AGL Energy Limited (AGL):
The standard boiler plate disclaimers associated with Minerals Council of Australia’s costings of new coal-fired power plants are of more relevance than usual. First, the Minerals Council is using the costings to argue that you, the taxpayer, should fund the construction of a coal-fired power station and that the government could even buy the power to make the numbers work better. Second, the costings for a coal-fired plant are so much lower than previous costings – and the cost estimates for wind and solar power so much higher – as to make the assumptions behind the modelling look heroic. The Finkel review, AGL Energy and Bloomberg New Energy Finance show higher costs for coal plant and lower costs for wind and solar plant.
AMP Limited (AMP):
AMP, the nation’s largest financial services group, is banning property buyers from using their mortgage as a ‘‘piggy bank’’ for personal spending, escalating lenders’ response to regulatory pressure to rein in ballooning household debt. AMP, the nation’s largest financial services group, is banning property buyers from using their mortgage as a ‘‘piggy bank’’ for personal spending, escalating lenders’ response to regulatory pressure to rein in ballooning household debt.It follows Commonwealth Bank of Australia’s decision to crack down on issuing credit cards to property borrowers, also a response to borrowers using equity in their property to release cash. Credit tightening by the nation’s largest bank, credit card issuer and financial services conglomerate is expected to reverberate across an industry under growing pressure from the Reserve Bank of Australia and prudential regulators. Both have been market trendsetters in the clampdown on interest-only mortgage rates that has been taken up across the industry.
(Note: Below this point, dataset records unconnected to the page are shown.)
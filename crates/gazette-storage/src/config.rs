//! Storage configuration and backend selection.
//!
//! The backend is chosen once at startup from [`StorageConfig`]; request
//! handlers only ever see the resulting `Arc<dyn StorageBackend>`.

use std::fmt;
use std::str::FromStr;
use std::sync::Arc;

use gazette_core::{Error, Result};
use serde::{Deserialize, Serialize};

use crate::fallback::FallbackBackend;
use crate::filesystem::LocalFilesystemBackend;
use crate::github::GitHubBackend;
use crate::memory::MemoryBackend;
use crate::traits::StorageBackend;

/// Which backend stores entries.
#[derive(Debug, Clone, Copy, PartialEq, Eq, Default, Serialize, Deserialize)]
#[serde(rename_all = "lowercase")]
pub enum BackendKind {
    /// Markdown files under a local content directory.
    #[default]
    Local,
    /// Markdown files in a GitHub repository.
    Github,
    /// In-process map; contents vanish on exit.
    Memory,
}

impl BackendKind {
    /// Config/CLI spelling.
    pub fn as_str(self) -> &'static str {
        match self {
            BackendKind::Local => "local",
            BackendKind::Github => "github",
            BackendKind::Memory => "memory",
        }
    }
}

impl fmt::Display for BackendKind {
    fn fmt(&self, f: &mut fmt::Formatter<'_>) -> fmt::Result {
        f.write_str(self.as_str())
    }
}

impl FromStr for BackendKind {
    type Err = Error;

    fn from_str(s: &str) -> Result<Self> {
        match s.trim().to_ascii_lowercase().as_str() {
            "local" | "fs" | "filesystem" => Ok(BackendKind::Local),
            "github" => Ok(BackendKind::Github),
            "memory" => Ok(BackendKind::Memory),
            other => Err(Error::config(format!(
                "Unknown storage backend '{other}' (expected local, github, or memory)"
            ))),
        }
    }
}

/// Local filesystem settings.
#[derive(Debug, Clone, PartialEq, Eq, Serialize, Deserialize)]
pub struct LocalConfig {
    /// Root content directory; collections are subdirectories.
    #[serde(default = "default_content_dir")]
    pub content_dir: String,
}

fn default_content_dir() -> String {
    "content".to_string()
}

impl Default for LocalConfig {
    fn default() -> Self {
        Self {
            content_dir: default_content_dir(),
        }
    }
}

/// GitHub repository settings.
#[derive(Clone, PartialEq, Eq, Serialize, Deserialize)]
pub struct GitHubConfig {
    /// Repository owner (user or organization).
    #[serde(default)]
    pub owner: String,

    /// Repository name.
    #[serde(default)]
    pub repo: String,

    /// Branch commits land on.
    #[serde(default = "default_branch")]
    pub branch: String,

    /// Directory inside the repository holding the collections.
    #[serde(default = "default_content_dir")]
    pub content_path: String,

    /// API base URL; override for GitHub Enterprise or tests.
    #[serde(default = "default_api_url")]
    pub api_url: String,

    /// Access token. Usually supplied through `GITHUB_TOKEN`.
    #[serde(default, skip_serializing)]
    pub token: Option<String>,

    /// Per-request timeout in seconds.
    #[serde(default = "default_timeout_secs")]
    pub timeout_secs: u64,

    /// Commit author name; GitHub uses the token owner when unset.
    #[serde(default)]
    pub committer_name: Option<String>,

    /// Commit author email.
    #[serde(default)]
    pub committer_email: Option<String>,
}

fn default_branch() -> String {
    "main".to_string()
}

fn default_api_url() -> String {
    "https://api.github.com".to_string()
}

fn default_timeout_secs() -> u64 {
    15
}

impl Default for GitHubConfig {
    fn default() -> Self {
        Self {
            owner: String::new(),
            repo: String::new(),
            branch: default_branch(),
            content_path: default_content_dir(),
            api_url: default_api_url(),
            token: None,
            timeout_secs: default_timeout_secs(),
            committer_name: None,
            committer_email: None,
        }
    }
}

impl fmt::Debug for GitHubConfig {
    fn fmt(&self, f: &mut fmt::Formatter<'_>) -> fmt::Result {
        f.debug_struct("GitHubConfig")
            .field("owner", &self.owner)
            .field("repo", &self.repo)
            .field("branch", &self.branch)
            .field("content_path", &self.content_path)
            .field("api_url", &self.api_url)
            .field("token", &self.token.as_ref().map(|_| "<redacted>"))
            .field("timeout_secs", &self.timeout_secs)
            .field("committer_name", &self.committer_name)
            .field("committer_email", &self.committer_email)
            .finish()
    }
}

/// Storage section of the service configuration.
#[derive(Debug, Clone, Default, PartialEq, Eq, Serialize, Deserialize)]
pub struct StorageConfig {
    /// Primary backend.
    #[serde(default)]
    pub backend: BackendKind,

    /// Alternate backend tried once when the primary fails.
    #[serde(default)]
    pub fallback: Option<BackendKind>,

    /// Filesystem settings.
    #[serde(default)]
    pub local: LocalConfig,

    /// GitHub settings.
    #[serde(default)]
    pub github: GitHubConfig,
}

fn build_single(kind: BackendKind, config: &StorageConfig) -> Result<Arc<dyn StorageBackend>> {
    Ok(match kind {
        BackendKind::Local => Arc::new(LocalFilesystemBackend::new(&config.local.content_dir)),
        BackendKind::Github => Arc::new(GitHubBackend::new(&config.github)?),
        BackendKind::Memory => Arc::new(MemoryBackend::new()),
    })
}

/// Build the configured backend.
///
/// With a `fallback` that differs from `backend`, both are built and wrapped
/// in a [`FallbackBackend`]. When the primary cannot be built because it is
/// unavailable (e.g. GitHub without a token), the alternate serves alone.
///
/// # Errors
///
/// Fails when a selected backend cannot be constructed and no fallback
/// covers it, or when either backend is misconfigured.
pub fn build_backend(config: &StorageConfig) -> Result<Arc<dyn StorageBackend>> {
    let fallback = config.fallback.filter(|alternate| *alternate != config.backend);
    let backend = match (build_single(config.backend, config), fallback) {
        (Ok(primary), Some(alternate)) => {
            let alternate = build_single(alternate, config)?;
            Arc::new(FallbackBackend::new(primary, alternate)) as Arc<dyn StorageBackend>
        }
        (Ok(primary), None) => primary,
        (Err(err), Some(alternate)) if err.is_backend_failure() => {
            log::warn!(
                "{} storage unavailable ({err}); serving from {alternate}",
                config.backend
            );
            build_single(alternate, config)?
        }
        (Err(err), _) => return Err(err),
    };
    log::info!("Storage backend: {}", backend.name());
    Ok(backend)
}
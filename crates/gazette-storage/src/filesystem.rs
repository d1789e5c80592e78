//! Local filesystem backend.
//!
//! Entries live at `<root>/<collection>/<slug>.md`. Each write goes to a
//! temporary file in the same directory which is then renamed over the
//! target, so readers see either the old or the new content, never a mix.

use std::io::ErrorKind;
use std::path::{Path, PathBuf};
use std::sync::atomic::{AtomicU64, Ordering};

use async_trait::async_trait;
use gazette_core::entry::ENTRY_EXTENSION;
use gazette_core::{EntryKind, Error, Result, is_valid_slug};

use crate::traits::{StorageBackend, StoredDocument, document_text, ensure_slug};

static TEMP_COUNTER: AtomicU64 = AtomicU64::new(0);

/// Filesystem-backed storage rooted at a content directory.
#[derive(Debug, Clone)]
pub struct LocalFilesystemBackend {
    root: PathBuf,
}

impl LocalFilesystemBackend {
    /// Create a backend rooted at `root`. Collection directories are created
    /// on first write.
    pub fn new(root: impl Into<PathBuf>) -> Self {
        Self { root: root.into() }
    }

    /// The content directory.
    pub fn root(&self) -> &Path {
        &self.root
    }

    fn collection_dir(&self, kind: EntryKind) -> PathBuf {
        self.root.join(kind.collection())
    }

    fn path_for(&self, kind: EntryKind, slug: &str) -> Result<PathBuf> {
        ensure_slug(slug)?;
        Ok(self
            .collection_dir(kind)
            .join(format!("{slug}.{ENTRY_EXTENSION}")))
    }

    async fn write_atomic(&self, path: &Path, content: &[u8]) -> Result<()> {
        let dir = path
            .parent()
            .ok_or_else(|| Error::storage(format!("{} has no parent", path.display())))?;
        tokio::fs::create_dir_all(dir)
            .await
            .map_err(|e| Error::io_with_path(e, dir))?;

        let file_name = path
            .file_name()
            .and_then(|name| name.to_str())
            .unwrap_or("entry");
        let temp = dir.join(format!(
            ".{file_name}.{}.{}.tmp",
            std::process::id(),
            TEMP_COUNTER.fetch_add(1, Ordering::Relaxed)
        ));

        tokio::fs::write(&temp, content)
            .await
            .map_err(|e| Error::io_with_path(e, &temp))?;
        if let Err(e) = tokio::fs::rename(&temp, path).await {
            let _ = tokio::fs::remove_file(&temp).await;
            return Err(Error::io_with_path(e, path));
        }
        Ok(())
    }

    async fn remove_path(&self, kind: EntryKind, slug: &str, path: &Path) -> Result<()> {
        match tokio::fs::remove_file(path).await {
            Ok(()) => {}
            Err(e) if e.kind() == ErrorKind::NotFound => return Err(Error::not_found(kind, slug)),
            Err(e) => return Err(Error::io_with_path(e, path)),
        }

        match tokio::fs::try_exists(path).await {
            Ok(false) => Ok(()),
            Ok(true) => Err(Error::storage(format!(
                "{} still exists after removal",
                path.display()
            ))),
            Err(e) => Err(Error::io_with_path(e, path)),
        }
    }

    /// Put `path` back the way it was before a failed move.
    async fn restore(&self, path: &Path, displaced: Option<Vec<u8>>) -> Result<()> {
        match displaced {
            Some(previous) => self.write_atomic(path, &previous).await,
            None => match tokio::fs::remove_file(path).await {
                Ok(()) => Ok(()),
                Err(e) if e.kind() == ErrorKind::NotFound => Ok(()),
                Err(e) => Err(Error::io_with_path(e, path)),
            },
        }
    }
}

async fn read_bytes(path: &Path) -> Result<Option<Vec<u8>>> {
    match tokio::fs::read(path).await {
        Ok(bytes) => Ok(Some(bytes)),
        Err(e) if e.kind() == ErrorKind::NotFound => Ok(None),
        Err(e) => Err(Error::io_with_path(e, path)),
    }
}

#[async_trait]
impl StorageBackend for LocalFilesystemBackend {
    fn name(&self) -> &str {
        "local"
    }

    async fn read(&self, kind: EntryKind, slug: &str) -> Result<Option<String>> {
        read_bytes(&self.path_for(kind, slug)?)
            .await?
            .map(|bytes| document_text(kind, slug, bytes))
            .transpose()
    }

    async fn scan(&self, kind: EntryKind) -> Result<Vec<StoredDocument>> {
        let dir = self.collection_dir(kind);
        let mut reader = match tokio::fs::read_dir(&dir).await {
            Ok(reader) => reader,
            Err(e) if e.kind() == ErrorKind::NotFound => return Ok(Vec::new()),
            Err(e) => return Err(Error::io_with_path(e, &dir)),
        };

        let mut documents = Vec::new();
        while let Some(item) = reader
            .next_entry()
            .await
            .map_err(|e| Error::io_with_path(e, &dir))?
        {
            let path = item.path();
            if path.extension().and_then(|ext| ext.to_str()) != Some(ENTRY_EXTENSION) {
                continue;
            }
            let Some(slug) = path.file_stem().and_then(|stem| stem.to_str()) else {
                continue;
            };
            if !is_valid_slug(slug) {
                log::debug!("Ignoring {} (not a slug)", path.display());
                continue;
            }
            let slug = slug.to_string();
            // Removed between read_dir and now.
            let Some(bytes) = read_bytes(&path).await? else {
                continue;
            };
            documents.push(StoredDocument::from_bytes(kind, slug, bytes));
        }

        documents.sort_by(|a, b| a.slug.cmp(&b.slug));
        Ok(documents)
    }

    async fn write(
        &self,
        kind: EntryKind,
        slug: &str,
        previous_slug: Option<&str>,
        content: &str,
    ) -> Result<String> {
        let path = self.path_for(kind, slug)?;
        let previous = match previous_slug {
            Some(prev) if prev != slug => Some((prev, self.path_for(kind, prev)?)),
            _ => None,
        };

        let Some((prev_slug, prev_path)) = previous else {
            self.write_atomic(&path, content.as_bytes()).await?;
            log::debug!("Wrote {}", path.display());
            return Ok(slug.to_string());
        };

        let displaced = read_bytes(&path).await?;
        self.write_atomic(&path, content.as_bytes()).await?;

        if let Err(err) = self.remove_path(kind, prev_slug, &prev_path).await {
            log::warn!(
                "Moving {kind} '{prev_slug}' to '{slug}' failed removing the old file: {err}; rolling back"
            );
            if let Err(rollback) = self.restore(&path, displaced).await {
                log::error!("Rollback of {} failed: {rollback}", path.display());
            }
            return Err(err);
        }

        log::info!("Moved {kind} '{prev_slug}' to '{slug}'");
        Ok(slug.to_string())
    }

    async fn remove(&self, kind: EntryKind, slug: &str) -> Result<()> {
        let path = self.path_for(kind, slug)?;
        self.remove_path(kind, slug, &path).await?;
        log::info!("Removed {}", path.display());
        Ok(())
    }
}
Bapcor Limited (BAP); Super Retail Group Limited (SUL):
Car parts retailer Repco has triggered another discount war in Australia’s highly competitive automotive parts sector with a blanket 20 per cent off promotion at all of its 300-plus stores in Australia for members of any road motorist organisation such as the NRMA or RACV. The step up in pricing pressure could not have come at a worse time for auto parts retailers, who are bracing for the arrival of online retail juggernaut Amazon, which is denting sales at US bricks and mortar auto parts retailers after expanding its range earlier this year. Repco, which is owned by United States automotive giant Genuine Parts, is a fierce competitor to ASX-listed rivals Bapcor, which owns Autobarn and Autopro, and Super Retail Group, which owns the Supercheap Auto chain. Bapcor chief executive Darryl Abotomey said on Thursday that Repco was again being very aggressive, but there were many in the industry who believed their prices in retail stores were higher in the first place.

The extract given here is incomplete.